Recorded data
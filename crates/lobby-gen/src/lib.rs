//! Lobby layout generation: placeholder heightmaps and seeded spawn points.
//!
//! Both generators write into caller-owned flat buffers. The [`ffi`] module
//! exposes them over the C ABI for wasm hosts; native hosts use the safe
//! slice-based functions re-exported here.

mod error;
mod heightmap;
mod seed;
mod spawn;

pub mod ffi;

pub use error::GenerateError;
pub use heightmap::{HEIGHTMAP_MODULUS, HeightmapFiller, fill_heightmap, generate_heightmap};
pub use seed::{LibcRand, RngAlgorithm, SpawnRng};
pub use spawn::{
    SPAWN_COORD_RANGE, SPAWN_POINT_STRIDE, SpawnPoint, fill_spawn_points, generate_spawn_points,
    pick_spawn_point, spawn_buffer_len,
};
use std::io::{Read, Write};

use crate::error::{RecordError, Result};

/// Upper bound for a single length-prefixed string.
pub const MAX_STRING_LEN: usize = 16 * 1024 * 1024;
/// Upper bound for a single counted byte vector.
pub const MAX_BYTES_LEN: usize = 1024 * 1024 * 1024;
/// Upper bound for the element count of a counted record vector.
pub const MAX_VECTOR_COUNT: usize = 1 << 20;

/// A fixed-layout value that can be written to and read back from a record stream.
///
/// Fields are encoded in declaration order with no tags or padding, so the layout of an
/// implementation must never change without changing the surrounding format version.
pub trait Record: Sized {
    fn encode<W: Write + ?Sized>(&self, w: &mut W) -> Result<()>;
    fn decode<R: Read + ?Sized>(r: &mut R) -> Result<Self>;
}

pub trait WriteRecordExt: Write {
    fn write_u8(&mut self, v: u8) -> Result<()> {
        self.write_all(&[v])?;
        Ok(())
    }

    fn write_bool(&mut self, v: bool) -> Result<()> {
        self.write_u8(u8::from(v))
    }

    fn write_u32_le(&mut self, v: u32) -> Result<()> {
        self.write_all(&v.to_le_bytes())?;
        Ok(())
    }

    fn write_i32_le(&mut self, v: i32) -> Result<()> {
        self.write_all(&v.to_le_bytes())?;
        Ok(())
    }

    fn write_u64_le(&mut self, v: u64) -> Result<()> {
        self.write_all(&v.to_le_bytes())?;
        Ok(())
    }

    fn write_i64_le(&mut self, v: i64) -> Result<()> {
        self.write_all(&v.to_le_bytes())?;
        Ok(())
    }

    fn write_f64_le(&mut self, v: f64) -> Result<()> {
        self.write_all(&v.to_bits().to_le_bytes())?;
        Ok(())
    }

    /// Element counts and byte lengths are always written as `u64`.
    fn write_count(&mut self, count: usize) -> Result<()> {
        let count: u64 = count
            .try_into()
            .map_err(|_| RecordError::Corrupt("count does not fit in u64"))?;
        self.write_u64_le(count)
    }

    /// Writes `len`, the raw bytes, then a trailing NUL. `len` excludes the terminator.
    fn write_string(&mut self, s: &str) -> Result<()> {
        self.write_count(s.len())?;
        self.write_all(s.as_bytes())?;
        self.write_u8(0)
    }

    fn write_byte_vec(&mut self, bytes: &[u8]) -> Result<()> {
        tracing::trace!(len = bytes.len(), "write byte vector");
        self.write_count(bytes.len())?;
        self.write_all(bytes)?;
        Ok(())
    }

    fn write_u64_vec(&mut self, values: &[u64]) -> Result<()> {
        tracing::trace!(count = values.len(), "write u64 vector");
        self.write_count(values.len())?;
        for v in values {
            self.write_u64_le(*v)?;
        }
        Ok(())
    }

    fn write_string_vec(&mut self, values: &[String]) -> Result<()> {
        tracing::trace!(count = values.len(), "write string vector");
        self.write_count(values.len())?;
        for v in values {
            self.write_string(v)?;
        }
        Ok(())
    }

    fn write_record<T: Record>(&mut self, value: &T) -> Result<()> {
        value.encode(self)
    }

    fn write_record_vec<T: Record>(&mut self, values: &[T]) -> Result<()> {
        tracing::trace!(
            count = values.len(),
            ty = std::any::type_name::<T>(),
            "write record vector"
        );
        self.write_count(values.len())?;
        for v in values {
            v.encode(self)?;
        }
        Ok(())
    }
}

impl<T: Write + ?Sized> WriteRecordExt for T {}

pub trait ReadRecordExt: Read {
    fn read_u8(&mut self) -> Result<u8> {
        let mut buf = [0u8; 1];
        self.read_exact(&mut buf)?;
        Ok(buf[0])
    }

    fn read_bool(&mut self) -> Result<bool> {
        match self.read_u8()? {
            0 => Ok(false),
            1 => Ok(true),
            _ => Err(RecordError::Corrupt("invalid bool")),
        }
    }

    fn read_u32_le(&mut self) -> Result<u32> {
        let mut buf = [0u8; 4];
        self.read_exact(&mut buf)?;
        Ok(u32::from_le_bytes(buf))
    }

    fn read_i32_le(&mut self) -> Result<i32> {
        let mut buf = [0u8; 4];
        self.read_exact(&mut buf)?;
        Ok(i32::from_le_bytes(buf))
    }

    fn read_u64_le(&mut self) -> Result<u64> {
        let mut buf = [0u8; 8];
        self.read_exact(&mut buf)?;
        Ok(u64::from_le_bytes(buf))
    }

    fn read_i64_le(&mut self) -> Result<i64> {
        let mut buf = [0u8; 8];
        self.read_exact(&mut buf)?;
        Ok(i64::from_le_bytes(buf))
    }

    fn read_f64_le(&mut self) -> Result<f64> {
        Ok(f64::from_bits(self.read_u64_le()?))
    }

    /// Reads a `u64` count and rejects anything above `limit` before allocating for it.
    fn read_count(&mut self, limit: usize) -> Result<usize> {
        let raw = self.read_u64_le()?;
        match usize::try_from(raw) {
            Ok(count) if count <= limit => Ok(count),
            _ => Err(RecordError::TooLong { len: raw, limit }),
        }
    }

    fn read_exact_vec(&mut self, len: usize) -> Result<Vec<u8>> {
        let mut buf = Vec::new();
        buf.try_reserve_exact(len)
            .map_err(|_| RecordError::OutOfMemory { len })?;
        buf.resize(len, 0);
        self.read_exact(&mut buf)?;
        Ok(buf)
    }

    fn read_string(&mut self, max_len: usize) -> Result<String> {
        let len = self.read_count(max_len)?;
        let bytes = self.read_exact_vec(len)?;
        if self.read_u8()? != 0 {
            return Err(RecordError::Corrupt("string is missing its NUL terminator"));
        }
        Ok(String::from_utf8(bytes)?)
    }

    fn read_byte_vec(&mut self, max_len: usize) -> Result<Vec<u8>> {
        let len = self.read_count(max_len)?;
        tracing::trace!(len, "read byte vector");
        self.read_exact_vec(len)
    }

    fn read_u64_vec(&mut self, max_count: usize) -> Result<Vec<u64>> {
        let count = self.read_count(max_count)?;
        tracing::trace!(count, "read u64 vector");
        let mut out = Vec::new();
        out.try_reserve_exact(count)
            .map_err(|_| RecordError::OutOfMemory { len: count.saturating_mul(8) })?;
        for _ in 0..count {
            out.push(self.read_u64_le()?);
        }
        Ok(out)
    }

    fn read_string_vec(&mut self, max_count: usize, max_len: usize) -> Result<Vec<String>> {
        let count = self.read_count(max_count)?;
        tracing::trace!(count, "read string vector");
        let mut out = Vec::new();
        out.try_reserve_exact(count)
            .map_err(|_| RecordError::OutOfMemory { len: count })?;
        for _ in 0..count {
            out.push(self.read_string(max_len)?);
        }
        Ok(out)
    }

    fn read_record<T: Record>(&mut self) -> Result<T> {
        T::decode(self)
    }

    fn read_record_vec<T: Record>(&mut self, max_count: usize) -> Result<Vec<T>> {
        let count = self.read_count(max_count)?;
        tracing::trace!(
            count,
            ty = std::any::type_name::<T>(),
            "read record vector"
        );
        let mut out = Vec::new();
        out.try_reserve_exact(count)
            .map_err(|_| RecordError::OutOfMemory { len: count })?;
        for _ in 0..count {
            out.push(T::decode(self)?);
        }
        Ok(out)
    }
}

impl<T: Read + ?Sized> ReadRecordExt for T {}

#[cfg(test)]
mod tests {
    use super::*;
    use std::io::Cursor;

    #[derive(Debug, Clone, PartialEq)]
    struct Sample {
        name: String,
        id: u64,
        ratio: f64,
    }

    impl Record for Sample {
        fn encode<W: Write + ?Sized>(&self, w: &mut W) -> Result<()> {
            w.write_string(&self.name)?;
            w.write_u64_le(self.id)?;
            w.write_f64_le(self.ratio)
        }

        fn decode<R: Read + ?Sized>(r: &mut R) -> Result<Self> {
            Ok(Self {
                name: r.read_string(MAX_STRING_LEN)?,
                id: r.read_u64_le()?,
                ratio: r.read_f64_le()?,
            })
        }
    }

    #[test]
    fn string_layout_is_count_bytes_nul() {
        let mut buf = Vec::new();
        buf.write_string("ab").unwrap();
        assert_eq!(buf, [2, 0, 0, 0, 0, 0, 0, 0, b'a', b'b', 0]);
    }

    #[test]
    fn empty_string_is_allowed() {
        let mut buf = Vec::new();
        buf.write_string("").unwrap();
        assert_eq!(buf.len(), 9);
        assert_eq!(Cursor::new(buf).read_string(MAX_STRING_LEN).unwrap(), "");
    }

    #[test]
    fn string_without_terminator_is_corrupt() {
        let mut buf = Vec::new();
        buf.write_string("ab").unwrap();
        *buf.last_mut().unwrap() = b'!';
        let err = Cursor::new(buf).read_string(MAX_STRING_LEN).unwrap_err();
        assert!(matches!(err, RecordError::Corrupt(_)));
    }

    #[test]
    fn record_vectors_preserve_order() {
        let values = vec![
            Sample {
                name: "first".into(),
                id: 1,
                ratio: 0.5,
            },
            Sample {
                name: String::new(),
                id: u64::MAX,
                ratio: -3.25,
            },
        ];
        let mut buf = Vec::new();
        buf.write_record_vec(&values).unwrap();
        let mut r = Cursor::new(buf);
        let decoded: Vec<Sample> = r.read_record_vec(MAX_VECTOR_COUNT).unwrap();
        assert_eq!(decoded, values);
        assert_eq!(r.position() as usize, r.get_ref().len());
    }

    #[test]
    fn oversized_count_is_rejected_before_allocation() {
        let mut buf = Vec::new();
        buf.write_u64_le(u64::MAX).unwrap();
        let err = Cursor::new(buf).read_byte_vec(MAX_BYTES_LEN).unwrap_err();
        assert!(matches!(err, RecordError::TooLong { len: u64::MAX, .. }));
    }

    #[test]
    fn truncated_vector_reports_io_error() {
        let mut buf = Vec::new();
        buf.write_u64_vec(&[1, 2, 3]).unwrap();
        buf.truncate(buf.len() - 1);
        let err = Cursor::new(buf).read_u64_vec(MAX_VECTOR_COUNT).unwrap_err();
        assert!(matches!(err, RecordError::Io(_)));
    }

    #[test]
    fn read_exact_vec_allocation_failure_returns_error() {
        let mut cursor = Cursor::new(Vec::new());
        let err = cursor.read_exact_vec(usize::MAX).unwrap_err();
        assert!(matches!(err, RecordError::OutOfMemory { .. }));
    }

    #[test]
    fn invalid_bool_is_corrupt() {
        let err = Cursor::new(vec![2u8]).read_bool().unwrap_err();
        assert!(matches!(err, RecordError::Corrupt(_)));
    }
}
/// A 32-bit streaming checksum.
pub trait Checksum: Default {
    fn update(&mut self, bytes: &[u8]);
    fn finish(self) -> u32;
}

/// IEEE CRC-32, the default content hash.
#[derive(Default)]
pub struct Crc32(crc32fast::Hasher);

impl Checksum for Crc32 {
    fn update(&mut self, bytes: &[u8]) {
        self.0.update(bytes);
    }

    fn finish(self) -> u32 {
        self.0.finalize()
    }
}

/// Hashes the concatenation of `parts` with [`Crc32`].
pub fn content_hash(parts: &[&[u8]]) -> u32 {
    content_hash_with::<Crc32>(parts)
}

pub fn content_hash_with<C: Checksum>(parts: &[&[u8]]) -> u32 {
    let mut hasher = C::default();
    for part in parts {
        hasher.update(part);
    }
    hasher.finish()
}

/// Fixed-width lowercase hex, used for cache directory and file names.
pub fn to_hex(value: u32) -> String {
    format!("{value:08x}")
}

**TASK OBJECTIVE**
Taking the lines above, repeat exactly those from the line that contains "pub const MAX_BYTES_LEN: usize" through the line that contains "fn encode<W: Write + ?Sized>(&self, w: &mut W) -> Result<()>;", and both of those lines as well. Include nothing else.

**WRITTEN RESPONSE**
pub const MAX_BYTES_LEN: usize = 1024 * 1024 * 1024;
/// Upper bound for the element count of a counted record vector.
pub const MAX_VECTOR_COUNT: usize = 1 << 20;

/// A fixed-layout value that can be written to and read back from a record stream.
///
/// Fields are encoded in declaration order with no tags or padding, so the layout of an
/// implementation must never change without changing the surrounding format version.
pub trait Record: Sized {
    fn encode<W: Write + ?Sized>(&self, w: &mut W) -> Result<()>;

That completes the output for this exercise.